Months ago—seriously, it seems like almost a life time ago—famed economist Anna Schwartz warned us that not allowing banks and financial firms that had brought themselves to the brink of collapse was a recipe for economic disaster. Since she wrote the book—literally, she wrote the book with Milton Friedman—that most economists and regulators (including Ben Bernanke) cite as their guide to handling a financial crisis, the fact that this lesson still hasn’t taken is disturbing.
So exotic is Schwartz’s solution that Michael Lewis and David Einhorn (pictured here) had to propose it again this weekend.
There are other things the Treasury might do when a major financial firm assumed to be “too big to fail” comes knocking, asking for free money. Here’s one: Let it fail.

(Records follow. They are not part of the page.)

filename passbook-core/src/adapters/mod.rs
//! Adapters - concrete implementations of external dependencies

pub mod duckdb;
//! New command - create new records

use anyhow::Result;
use clap::Subcommand;
use colored::Colorize;
use dialoguer::{Input, Password};
use passbook_core::services::LogEvent;
use passbook_core::{Account, Error};

use super::{get_context, get_logger, log_event};

#[derive(Subcommand)]
pub enum NewCommands {
    /// Create a new account with balance 0
    Account {
        /// Account holder first name
        #[arg(long)]
        first_name: Option<String>,
        /// Account holder last name
        #[arg(long)]
        last_name: Option<String>,
        /// Output as JSON
        #[arg(long)]
        json: bool,
    },
}

pub fn run(command: NewCommands) -> Result<()> {
    match command {
        NewCommands::Account {
            first_name,
            last_name,
            json,
        } => run_account(first_name, last_name, json),
    }
}

fn run_account(first_name: Option<String>, last_name: Option<String>, json: bool) -> Result<()> {
    let ctx = get_context()?;
    let logger = get_logger();

    let first_name = match first_name {
        Some(f) => f,
        None => Input::new().with_prompt("First name").interact_text()?,
    };
    let last_name = match last_name {
        Some(l) => l,
        None => Input::new().with_prompt("Last name").interact_text()?,
    };

    // PASSBOOK_PASSWORD skips both prompts (for scripting); the core still
    // validates length and confirmation.
    let (password, confirm) = if let Ok(p) = std::env::var("PASSBOOK_PASSWORD") {
        (p.clone(), p)
    } else {
        let p1 = Password::new().with_prompt("Password").interact()?;
        let p2 = Password::new().with_prompt("Confirm password").interact()?;
        (p1, p2)
    };

    match ctx
        .ledger_service
        .create_account(&first_name, &last_name, &password, &confirm)
    {
        Ok(result) => {
            log_event(&logger, LogEvent::new("account_created").with_command("new account"));
            if json {
                println!("{}", serde_json::to_string_pretty(&result)?);
            } else {
                println!("{}", "Account created".green());
                println!(
                    "  Account holder: {} {}",
                    Account::display_name(&result.first_name),
                    Account::display_name(&result.last_name)
                );
            }
            Ok(())
        }
        Err(e) => {
            if let Error::Validation(_) = &e {
                log_event(
                    &logger,
                    LogEvent::new("create_rejected")
                        .with_command("new account")
                        .with_error(e.to_string()),
                );
            }
            Err(e.into())
        }
    }
}
//! Status command - show ledger status and summary

use anyhow::Result;
use colored::Colorize;

use super::get_context;
use crate::output;

pub fn run(json: bool) -> Result<()> {
    let ctx = get_context()?;
    let account_count = ctx.store.count_accounts()?;

    if json {
        println!(
            "{}",
            serde_json::to_string_pretty(&serde_json::json!({
                "accounts": account_count,
                "database": ctx.store.db_path(),
                "currencySymbol": ctx.config.currency_symbol,
            }))?
        );
        return Ok(());
    }

    println!("{}", "Passbook Status".bold());
    println!();

    let mut table = output::create_table();
    table.add_row(vec!["Accounts", &account_count.to_string()]);
    table.add_row(vec![
        "Database",
        &ctx.store.db_path().display().to_string(),
    ]);
    table.add_row(vec!["Currency", &ctx.config.currency_symbol]);
    println!("{}", table);

    Ok(())
}
//! Setup command - initialize the passbook directory

use anyhow::Result;
use passbook_core::services::{CredentialHasher, SALT_FILE};
use passbook_core::PassbookContext;

use crate::output;

pub fn run() -> Result<()> {
    let passbook_dir = super::get_passbook_dir();
    std::fs::create_dir_all(&passbook_dir)?;

    let salt_path = passbook_dir.join(SALT_FILE);
    if salt_path.exists() {
        output::info("Passbook is already set up.");
        println!("  Directory: {}", passbook_dir.display());
        return Ok(());
    }

    CredentialHasher::generate_salt_file(&salt_path)?;

    // Opening a context creates the database and runs migrations
    let ctx = PassbookContext::new(&passbook_dir)?;
    ctx.config.save(&passbook_dir)?;

    output::success("Passbook initialized");
    println!("  Directory: {}", passbook_dir.display());
    println!("  Database:  {}", ctx.store.db_path().display());
    println!();
    println!("Run 'pb new account' to create your first account.");

    Ok(())
}
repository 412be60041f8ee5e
//! Core domain entities
//!
//! All business entities are defined here. These are pure data structures
//! with validation logic - no I/O or external dependencies.

mod account;
pub mod result;

pub use account::{Account, AuthenticatedSession};
pub use result::{AuthFailure, Error, ValidationError};
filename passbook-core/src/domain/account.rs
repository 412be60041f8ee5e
//! Account domain model

use rust_decimal::Decimal;
use serde::{Deserialize, Serialize};

/// A stored account: a named holder, their balance, and their credential
/// digest. The store is the single source of truth - there is no in-memory
/// account registry.
///
/// Note: (first_name, last_name) is the lookup key but is NOT unique in the
/// schema. Duplicate name pairs are permitted; authentication takes the
/// earliest-inserted match (lowest id).
#[derive(Debug, Clone, Serialize, Deserialize)]
pub struct Account {
    /// Assigned by the store from a sequence, immutable.
    pub id: i64,
    /// Lower-case normalized.
    pub first_name: String,
    /// Lower-case normalized.
    pub last_name: String,
    /// Non-negative; mutated only through ledger operations.
    pub balance: Decimal,
    /// Hex-encoded digest from the credential hasher. Set once at creation,
    /// never updated (there is no password-change operation).
    pub password_hash: String,
}

impl Account {
    /// Normalize a name component the way both account creation and
    /// authentication must: trimmed, lower-cased.
    pub fn normalize_name(name: &str) -> String {
        name.trim().to_lowercase()
    }

    /// Title-cased display form of a normalized name ("ada" -> "Ada").
    pub fn display_name(name: &str) -> String {
        let mut chars = name.chars();
        match chars.next() {
            Some(first) => first.to_uppercase().chain(chars).collect(),
            None => String::new(),
        }
    }

    /// Validate account data
    pub fn validate(&self) -> Result<(), &'static str> {
        if self.first_name.trim().is_empty() {
            return Err("first name cannot be empty");
        }
        if self.last_name.trim().is_empty() {
            return Err("last name cannot be empty");
        }
        if self.balance < Decimal::ZERO {
            return Err("balance cannot be negative");
        }
        if self.password_hash.is_empty() {
            return Err("password hash cannot be empty");
        }
        Ok(())
    }
}

/// Transient snapshot of an account produced by a successful authentication.
///
/// Consumed by exactly one ledger operation and then discarded - never
/// persisted, cached, or shared across operations. The balance here is the
/// value observed at authentication time; deposit/withdraw compute the new
/// balance from it.
#[derive(Debug, Clone)]
pub struct AuthenticatedSession {
    pub first_name: String,
    pub last_name: String,
    pub balance: Decimal,
    pub password_hash: String,
}

impl AuthenticatedSession {
    /// "Ada Lovelace" form for user-facing output.
    pub fn holder_name(&self) -> String {
        format!(
            "{} {}",
            Account::display_name(&self.first_name),
            Account::display_name(&self.last_name)
        )
    }
}
//! Configuration management
//!
//! Settings live in settings.json inside the passbook directory:
//! ```json
//! {
//!   "app": { "currencySymbol": "£" }
//! }
//! ```
//! Fields the core doesn't manage are preserved on save.

use std::collections::HashMap;
use std::path::Path;

use serde::{Deserialize, Serialize};

use crate::domain::result::Result;

/// Raw settings.json structure
#[derive(Debug, Clone, Default, Serialize, Deserialize)]
#[serde(rename_all = "camelCase")]
struct SettingsFile {
    #[serde(default)]
    app: AppSettings,
}

#[derive(Debug, Clone, Default, Serialize, Deserialize)]
#[serde(rename_all = "camelCase")]
struct AppSettings {
    #[serde(default)]
    currency_symbol: Option<String>,
    #[serde(flatten)]
    other: HashMap<String, serde_json::Value>,
}

/// Passbook configuration (simplified view of settings)
#[derive(Debug, Clone)]
pub struct Config {
    pub currency_symbol: String,
    // Keep the raw settings for preservation when saving
    _raw_settings: SettingsFile,
}

impl Default for Config {
    fn default() -> Self {
        Self {
            currency_symbol: DEFAULT_CURRENCY_SYMBOL.to_string(),
            _raw_settings: SettingsFile::default(),
        }
    }
}

const DEFAULT_CURRENCY_SYMBOL: &str = "£";

impl Config {
    /// Load config from the passbook directory.
    ///
    /// The currency symbol can be overridden with the PASSBOOK_CURRENCY
    /// environment variable (for CI/testing).
    pub fn load(passbook_dir: &Path) -> Result<Self> {
        let settings_path = passbook_dir.join("settings.json");

        let raw: SettingsFile = if settings_path.exists() {
            let content = std::fs::read_to_string(&settings_path)?;
            serde_json::from_str(&content).unwrap_or_default()
        } else {
            SettingsFile::default()
        };

        let currency_symbol = std::env::var("PASSBOOK_CURRENCY")
            .ok()
            .filter(|s| !s.is_empty())
            .or_else(|| raw.app.currency_symbol.clone())
            .unwrap_or_else(|| DEFAULT_CURRENCY_SYMBOL.to_string());

        Ok(Self {
            currency_symbol,
            _raw_settings: raw,
        })
    }

    /// Save config to the passbook directory, preserving settings the core
    /// doesn't manage.
    pub fn save(&self, passbook_dir: &Path) -> Result<()> {
        let settings_path = passbook_dir.join("settings.json");

        let mut settings = if settings_path.exists() {
            let content = std::fs::read_to_string(&settings_path)?;
            serde_json::from_str::<SettingsFile>(&content).unwrap_or_default()
        } else {
            SettingsFile::default()
        };

        settings.app.currency_symbol = Some(self.currency_symbol.clone());

        let content = serde_json::to_string_pretty(&settings)?;
        std::fs::write(&settings_path, content)?;
        Ok(())
    }
}

#[cfg(test)]
mod tests {
    use super::*;
    use tempfile::TempDir;

    #[test]
    fn test_defaults_when_no_settings_file() {
        let dir = TempDir::new().unwrap();
        let config = Config::load(dir.path()).unwrap();
        assert_eq!(config.currency_symbol, "£");
    }

    #[test]
    fn test_save_and_reload() {
        let dir = TempDir::new().unwrap();
        let mut config = Config::load(dir.path()).unwrap();
        config.currency_symbol = "$".to_string();
        config.save(dir.path()).unwrap();

        let reloaded = Config::load(dir.path()).unwrap();
        assert_eq!(reloaded.currency_symbol, "$");
    }

    #[test]
    fn test_unmanaged_fields_preserved_on_save() {
        let dir = TempDir::new().unwrap();
        std::fs::write(
            dir.path().join("settings.json"),
            r#"{"app": {"currencySymbol": "$", "theme": "dark"}}"#,
        )
        .unwrap();

        let config = Config::load(dir.path()).unwrap();
        config.save(dir.path()).unwrap();

        let content = std::fs::read_to_string(dir.path().join("settings.json")).unwrap();
        assert!(content.contains("theme"));
        assert!(content.contains("dark"));
    }
}
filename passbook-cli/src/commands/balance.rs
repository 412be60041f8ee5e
//! Balance command - authenticate and show the account balance

use anyhow::Result;
use colored::Colorize;
use passbook_core::services::LogEvent;

use super::{get_context, get_credentials, get_logger, log_event};
use crate::output;

pub fn run(first_name: Option<String>, last_name: Option<String>, json: bool) -> Result<()> {
    let ctx = get_context()?;
    let logger = get_logger();
    let creds = get_credentials(first_name, last_name)?;

    match ctx
        .ledger_service
        .balance(&creds.first_name, &creds.last_name, &creds.password)
    {
        Ok(statement) => {
            log_event(&logger, LogEvent::new("balance_shown").with_command("balance"));
            if json {
                println!("{}", serde_json::to_string_pretty(&statement)?);
            } else {
                println!("{}", "Account balance".bold());
                println!("  Account holder: {}", statement.holder);
                println!(
                    "  Balance: {}",
                    output::format_amount(&ctx.config.currency_symbol, statement.balance)
                );
            }
            Ok(())
        }
        Err(e) => {
            if e.is_user_recoverable() {
                log_event(
                    &logger,
                    LogEvent::new("auth_failed")
                        .with_command("balance")
                        .with_error(e.to_string()),
                );
            }
            Err(e.into())
        }
    }
}
//! Withdraw command - authenticate and subtract from the balance

use anyhow::Result;
use colored::Colorize;
use dialoguer::Input;
use passbook_core::services::LogEvent;
use rust_decimal::Decimal;

use super::{get_context, get_credentials, get_logger, log_event};
use crate::output;

pub fn run(
    amount: Option<String>,
    first_name: Option<String>,
    last_name: Option<String>,
    json: bool,
) -> Result<()> {
    let ctx = get_context()?;
    let logger = get_logger();
    let creds = get_credentials(first_name, last_name)?;

    let amount_str = match amount {
        Some(a) => a,
        None => Input::new().with_prompt("Withdraw amount").interact_text()?,
    };
    let amount: Decimal = amount_str
        .parse()
        .map_err(|_| anyhow::anyhow!("Invalid amount: {}", amount_str))?;

    match ctx
        .ledger_service
        .withdraw(&creds.first_name, &creds.last_name, &creds.password, amount)
    {
        Ok(receipt) => {
            log_event(&logger, LogEvent::new("withdraw").with_command("withdraw"));
            if json {
                println!("{}", serde_json::to_string_pretty(&receipt)?);
            } else {
                println!("{}", "Withdrawal complete".green());
                println!("  Account holder: {}", receipt.holder);
                println!(
                    "  New balance: {}",
                    output::format_amount(&ctx.config.currency_symbol, receipt.new_balance)
                );
            }
            Ok(())
        }
        Err(e) => {
            if e.is_user_recoverable() {
                log_event(
                    &logger,
                    LogEvent::new("withdraw_rejected")
                        .with_command("withdraw")
                        .with_error(e.to_string()),
                );
            }
            Err(e.into())
        }
    }
}
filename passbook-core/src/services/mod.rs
//! Service layer - business logic orchestration
//!
//! Services coordinate domain logic and store interactions. Each service
//! focuses on a specific use case or feature area.

mod auth;
mod hasher;
mod ledger;
pub mod logging;
pub mod migration;

pub use auth::AuthService;
pub use hasher::{CredentialHasher, SALT_FILE};
pub use ledger::{
    BalanceStatement, CreateAccountResult, LedgerService, TransferReceipt, MIN_PASSWORD_LEN,
};
pub use logging::{LogEntry, LogEvent, LoggingService};
pub use migration::{MigrationResult, MigrationService};
//! Output formatting utilities

use colored::Colorize;
use comfy_table::{presets::UTF8_FULL_CONDENSED, ContentArrangement, Table};
use rust_decimal::Decimal;

/// Print a success message
pub fn success(msg: &str) {
    println!("{}", msg.green());
}

/// Print an error message
pub fn error(msg: &str) {
    eprintln!("{}", msg.red());
}

/// Print an info message
pub fn info(msg: &str) {
    println!("{}", msg.cyan());
}

/// Create a styled table
pub fn create_table() -> Table {
    let mut table = Table::new();
    table.load_preset(UTF8_FULL_CONDENSED);
    table.set_content_arrangement(ContentArrangement::Dynamic);
    table
}

/// Format a monetary amount with the configured currency symbol
pub fn format_amount(symbol: &str, amount: Decimal) -> String {
    format!("{}{:.2}", symbol, amount)
}
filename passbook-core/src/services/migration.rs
//! Migration service - manages database schema migrations
//!
//! Migrations are SQL files embedded at compile time. Each migration is
//! tracked in the sys_migrations table to ensure idempotent execution.

use anyhow::Result;
use duckdb::Connection;

use crate::migrations::MIGRATIONS;

/// Result of running migrations
#[derive(Debug)]
pub struct MigrationResult {
    /// Names of newly applied migrations
    pub applied: Vec<String>,
    /// Count of migrations that were already applied
    pub already_applied: usize,
}

/// Service for managing database migrations
pub struct MigrationService<'a> {
    conn: &'a Connection,
}

impl<'a> MigrationService<'a> {
    /// Create a new migration service with a database connection
    pub fn new(conn: &'a Connection) -> Self {
        Self { conn }
    }

    /// Run all pending migrations in order.
    ///
    /// The first migration bootstraps the sys_migrations tracking table
    /// itself, so it is applied whenever the table is missing.
    pub fn run_pending(&self) -> Result<MigrationResult> {
        let mut newly_applied = Vec::new();

        if !self.migrations_table_exists()? {
            let (name, sql) = MIGRATIONS[0];
            self.conn.execute_batch(sql)?;
            self.record_migration(name)?;
            newly_applied.push(name.to_string());
        }

        let applied = self.get_applied()?;
        let already_applied = applied.len() - newly_applied.len();

        for (name, sql) in MIGRATIONS.iter().skip(1) {
            if !applied.iter().any(|a| a == name) {
                self.conn.execute_batch(sql)?;
                self.record_migration(name)?;
                newly_applied.push(name.to_string());
            }
        }

        Ok(MigrationResult {
            applied: newly_applied,
            already_applied,
        })
    }

    /// Check if sys_migrations table exists
    fn migrations_table_exists(&self) -> Result<bool> {
        let count: i64 = self.conn.query_row(
            "SELECT COUNT(*) FROM information_schema.tables WHERE table_name = 'sys_migrations'",
            [],
            |row| row.get(0),
        )?;
        Ok(count > 0)
    }

    /// Get list of already applied migration names
    pub fn get_applied(&self) -> Result<Vec<String>> {
        let mut stmt = self
            .conn
            .prepare("SELECT migration_name FROM sys_migrations ORDER BY migration_name")?;
        let names = stmt.query_map([], |row| row.get::<_, String>(0))?;

        let mut result = Vec::new();
        for name in names {
            result.push(name?);
        }
        Ok(result)
    }

    /// Record a migration as applied
    fn record_migration(&self, name: &str) -> Result<()> {
        self.conn.execute(
            "INSERT INTO sys_migrations (migration_name) VALUES (?)",
            [name],
        )?;
        Ok(())
    }
}

#[cfg(test)]
mod tests {
    use super::*;
    use duckdb::Connection;

    #[test]
    fn test_migrations_run_on_fresh_db() {
        let conn = Connection::open_in_memory().unwrap();
        let service = MigrationService::new(&conn);

        let result = service.run_pending().unwrap();

        // All migrations should be applied
        assert_eq!(result.applied.len(), MIGRATIONS.len());
        assert_eq!(result.already_applied, 0);

        // Running again should apply nothing
        let result2 = service.run_pending().unwrap();
        assert_eq!(result2.applied.len(), 0);
        assert_eq!(result2.already_applied, MIGRATIONS.len());
    }

    #[test]
    fn test_accounts_table_created() {
        let conn = Connection::open_in_memory().unwrap();
        MigrationService::new(&conn).run_pending().unwrap();

        let count: i64 = conn
            .query_row("SELECT COUNT(*) FROM accounts", [], |row| row.get(0))
            .unwrap();
        assert_eq!(count, 0);
    }
}
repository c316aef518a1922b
fn main() {
    #[cfg(feature = "desktop")]
    tauri_build::build();
}
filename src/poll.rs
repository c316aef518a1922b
//! Fixed-interval polling.
//!
//! The wait happens before every attempt, the first `Some` ends the loop, and
//! running out of attempts is reported as [`PollExhausted`]. Timing goes
//! through `tokio::time`, so a paused runtime clock drives it in tests.

use std::future::Future;
use std::time::Duration;

use thiserror::Error;
use tracing::debug;

pub const DEFAULT_MAX_ATTEMPTS: u32 = 10;
pub const DEFAULT_INTERVAL: Duration = Duration::from_secs(2);

#[derive(Debug, Clone, Copy, PartialEq, Eq)]
pub struct PollPolicy {
    pub max_attempts: u32,
    pub interval: Duration,
}

#[derive(Debug, Clone, Copy, PartialEq, Eq, Error)]
#[error("gave up after {attempts} attempts")]
pub struct PollExhausted {
    pub attempts: u32,
}

impl Default for PollPolicy {
    fn default() -> Self {
        Self {
            max_attempts: DEFAULT_MAX_ATTEMPTS,
            interval: DEFAULT_INTERVAL,
        }
    }
}

impl PollPolicy {
    pub fn new(max_attempts: u32, interval: Duration) -> Self {
        Self {
            max_attempts,
            interval,
        }
    }

    /// Calls `probe` with the 1-based attempt number until it yields a value.
    pub async fn run<T, F, Fut>(&self, mut probe: F) -> Result<T, PollExhausted>
    where
        F: FnMut(u32) -> Fut,
        Fut: Future<Output = Option<T>>,
    {
        for attempt in 1..=self.max_attempts {
            tokio::time::sleep(self.interval).await;
            if let Some(found) = probe(attempt).await {
                debug!(attempt, "poll succeeded");
                return Ok(found);
            }
            debug!(attempt, max = self.max_attempts, "poll not ready");
        }
        Err(PollExhausted {
            attempts: self.max_attempts,
        })
    }
}
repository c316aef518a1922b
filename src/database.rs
use anyhow::Result;
use async_trait::async_trait;
use sqlx::{sqlite::SqliteConnectOptions, sqlite::SqlitePoolOptions, Pool, Row, Sqlite};
use std::path::Path;

use crate::history::KeyValueStore;

pub async fn init_db(pool: &Pool<Sqlite>) -> Result<()> {
    sqlx::query(
        r#"
        CREATE TABLE IF NOT EXISTS kv (
            key TEXT PRIMARY KEY,
            value TEXT NOT NULL
        );
        "#,
    )
    .execute(pool)
    .await?;

    Ok(())
}

pub async fn create_pool(db_path: &Path) -> Result<Pool<Sqlite>> {
    let opts = SqliteConnectOptions::new()
        .filename(db_path)
        .create_if_missing(true);

    let pool = SqlitePoolOptions::new()
        .max_connections(5)
        .connect_with(opts)
        .await?;

    init_db(&pool).await?;
    Ok(pool)
}

/// Key/value storage in the app's SQLite file.
#[derive(Debug, Clone)]
pub struct SqliteStore {
    pool: Pool<Sqlite>,
}

impl SqliteStore {
    pub fn new(pool: Pool<Sqlite>) -> Self {
        Self { pool }
    }
}

#[async_trait]
impl KeyValueStore for SqliteStore {
    async fn get(&self, key: &str) -> Result<Option<String>> {
        let row = sqlx::query(r#"SELECT value FROM kv WHERE key = ?1"#)
            .bind(key)
            .fetch_optional(&self.pool)
            .await?;

        Ok(match row {
            Some(row) => Some(row.try_get("value")?),
            None => None,
        })
    }

    async fn set(&self, key: &str, value: &str) -> Result<()> {
        sqlx::query(
            r#"
            INSERT INTO kv (key, value) VALUES (?1, ?2)
            ON CONFLICT(key) DO UPDATE SET value = excluded.value
            "#,
        )
        .bind(key)
        .bind(value)
        .execute(&self.pool)
        .await?;
        Ok(())
    }
}

#[cfg(test)]
mod tests {
    use super::*;
    use crate::history::{HistoryStore, HISTORY_KEY};
    use crate::utils::db_path;
    use std::sync::Arc;

    #[tokio::test]
    async fn values_survive_a_reopen() {
        let dir = tempfile::tempdir().unwrap();
        let file = db_path(dir.path());

        let store = SqliteStore::new(create_pool(&file).await.unwrap());
        assert_eq!(store.get("missing").await.unwrap(), None);
        store.set("k", "one").await.unwrap();
        store.set("k", "two").await.unwrap();
        drop(store);

        let reopened = SqliteStore::new(create_pool(&file).await.unwrap());
        assert_eq!(reopened.get("k").await.unwrap().as_deref(), Some("two"));
    }

    #[tokio::test]
    async fn history_round_trips_through_sqlite() {
        let dir = tempfile::tempdir().unwrap();
        let pool = create_pool(&db_path(dir.path())).await.unwrap();
        let store = Arc::new(SqliteStore::new(pool));
        let history = HistoryStore::new(store.clone());

        history.append("first", "https://cdn/1.png").await.unwrap();
        history.append("second", "https://cdn/2.png").await.unwrap();

        let prompts: Vec<_> = history.read_all().await.into_iter().map(|e| e.prompt).collect();
        assert_eq!(prompts, ["second", "first"]);
        assert!(store.get(HISTORY_KEY).await.unwrap().is_some());
    }
}
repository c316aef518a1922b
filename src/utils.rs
use anyhow::{anyhow, Context, Result};
use directories::{ProjectDirs, UserDirs};
use std::fs;
use std::path::{Path, PathBuf};
use time::OffsetDateTime;

pub fn app_dirs() -> Result<ProjectDirs> {
    ProjectDirs::from("app", "monster-forge", "monster-forge")
        .ok_or_else(|| anyhow!("cannot resolve project dirs"))
}

pub fn ensure_data_dir() -> Result<PathBuf> {
    let dirs = app_dirs()?;
    let data_dir = dirs.data_dir().to_path_buf();
    fs::create_dir_all(&data_dir).context("create data dir")?;
    Ok(data_dir)
}

pub fn db_path(data_dir: &Path) -> PathBuf {
    data_dir.join("app.sqlite")
}

pub fn logs_dir(data_dir: &Path) -> PathBuf {
    data_dir.join("logs")
}

/// The user's download folder, or `<data_dir>/downloads` when there is none.
pub fn default_download_dir(data_dir: &Path) -> PathBuf {
    UserDirs::new()
        .and_then(|u| u.download_dir().map(Path::to_path_buf))
        .unwrap_or_else(|| data_dir.join("downloads"))
}

pub fn now_millis() -> i64 {
    (OffsetDateTime::now_utc().unix_timestamp_nanos() / 1_000_000) as i64
}
//! Tauri shell around the forge. Built with `--features desktop`.

use serde::Serialize;

use crate::blob::is_object_url;
use crate::forge::ForgeState;
use crate::gallery::GalleryView;
use crate::lightbox::{CloseTrigger, Lightbox};
use crate::settings::{load_settings_from_dir, save_settings_to_dir, Settings};
use crate::{startup, AppState, MonsterForm};

#[derive(Debug, Serialize)]
struct SubmitReply {
    ok: bool,
    state: ForgeState,
}

/// Object references only exist in this process, so the webview gets them inlined.
fn for_webview(forge: &crate::forge::Forge, mut state: ForgeState) -> ForgeState {
    let inlined = state
        .preview
        .src
        .as_deref()
        .filter(|s| is_object_url(s))
        .map(|src| forge.loader().registry().data_uri(src));
    if let Some(uri) = inlined {
        state.preview.src = uri;
    }
    state
}

// ===== Tauri Commands =====

#[tauri::command]
async fn submit(
    state: tauri::State<'_, AppState>,
    base_type: String,
    features: Vec<String>,
) -> Result<SubmitReply, String> {
    let form = MonsterForm::new(base_type, features);
    let ok = state.forge.submit(&form).await.is_ok();
    Ok(SubmitReply {
        ok,
        state: for_webview(&state.forge, state.forge.snapshot()),
    })
}

#[tauri::command]
async fn history(state: tauri::State<'_, AppState>) -> Result<GalleryView, String> {
    Ok(state.forge.refresh_gallery().await)
}

#[tauri::command]
fn open_lightbox(state: tauri::State<'_, AppState>, index: usize) -> Result<Lightbox, String> {
    state
        .forge
        .open_thumbnail(index)
        .ok_or_else(|| format!("no history entry {index}"))
}

#[tauri::command]
fn close_lightbox(state: tauri::State<'_, AppState>, trigger: CloseTrigger) -> bool {
    state.forge.close_lightbox(trigger)
}

#[tauri::command]
async fn download(state: tauri::State<'_, AppState>) -> Result<String, String> {
    state
        .forge
        .download(&state.download_dir())
        .await
        .map(|p| p.display().to_string())
        .map_err(|e| e.status_message().to_string())
}

#[tauri::command]
async fn get_settings(state: tauri::State<'_, AppState>) -> Result<Settings, String> {
    Ok(load_settings_from_dir(&state.data_dir))
}

#[tauri::command]
async fn update_settings(
    state: tauri::State<'_, AppState>,
    settings: Settings,
) -> Result<Settings, String> {
    save_settings_to_dir(&state.data_dir, &settings).map_err(|e| e.to_string())?;
    Ok(settings)
}

// ===== Startup =====

#[cfg_attr(mobile, tauri::mobile_entry_point)]
pub fn run() {
    let state = tauri::async_runtime::block_on(startup()).expect("startup failed");

    tauri::Builder::default()
        .manage(state)
        .plugin(tauri_plugin_opener::init())
        .invoke_handler(tauri::generate_handler![
            submit,
            history,
            open_lightbox,
            close_lightbox,
            download,
            get_settings,
            update_settings
        ])
        .run(tauri::generate_context!())
        .expect("error while running tauri application");
}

Not as chaotically as Lehman Brothers was allowed to fail. If a failing firm is deemed “too big” for that honour, then it should be explicitly nationalized, both to limit its effect on other firms and to protect the guts of the system. Its shareholders should be wiped out, and its management replaced. Its valuable parts should be sold off as functioning businesses to the highest bidders — perhaps to some bank that was not swept up in the credit bubble. The rest should be liquidated, in calm markets. Do this and, for everyone except the firms that invented the mess, the pain will likely subside.
So why isn’t this happening? Until sometime around December, something along these lines was our de facto national policy. Bear Stearns is gone. Lehman is gone. Merrill Lynch is gone. That’s reassuring. But since that fateful weekend in September, we seem to have abandoned this approach in favour of a policy of No Failure. And so today huge financial firms like AIG and Citi continue on government life support.
What went wrong? It strikes us that the problem was just an awful combination of special interest politics and a failure of nerve. There was little short term gain for, say, Hank Paulson to preside over the liquidation of more firms and lots to be gained by established financial institutions from successfully lobbying for bailout. And now that dynamic has become a pattern, with automaker interests discovering they can extract billions from disorganized taxpayers with little incentive to mount a counter-offensive.
Surprisingly, it seems that some market watchers are under the impression that our problem is that we’re still too addled with free-market ideology. Ryan Chittum, who writes The Audit for the Columbia Journalism Review, nicely exemplifies this point of view. Applauding the Einhorn and Lewis proposal of orderly liquidation of failed firms, Chittum writes:
“The only thing preventing that is the vestigial free-market religion that somehow hasn’t been expunged yet—you know, the one that says we can’t tell insolvent banks that led us to ruin what to do, even though we’ve given them hundreds of billions of dollars to keep them afloat because they didn’t know how to run their businesses.”
As an aside, we’re not sure how bailouts fit any sort of “free-market religion.” In fact, propping up AIG and Citi seems to be the opposite of a free-market approach. If free-marketeers really were a religious cult, surely Hank Paulson and Ben Bernanke would have been excommunicated. Paulson and Bernanke long ago started revering very different idols and holding to an unorthodox cannon.
But beneath the semantic point, Chittum is on to something. The idea that the gang that led us into the financial quagmire should be entrusted with billions more of our nation’s wealth certainly needs to be expunged. Maybe that should be our New Year’s resolution.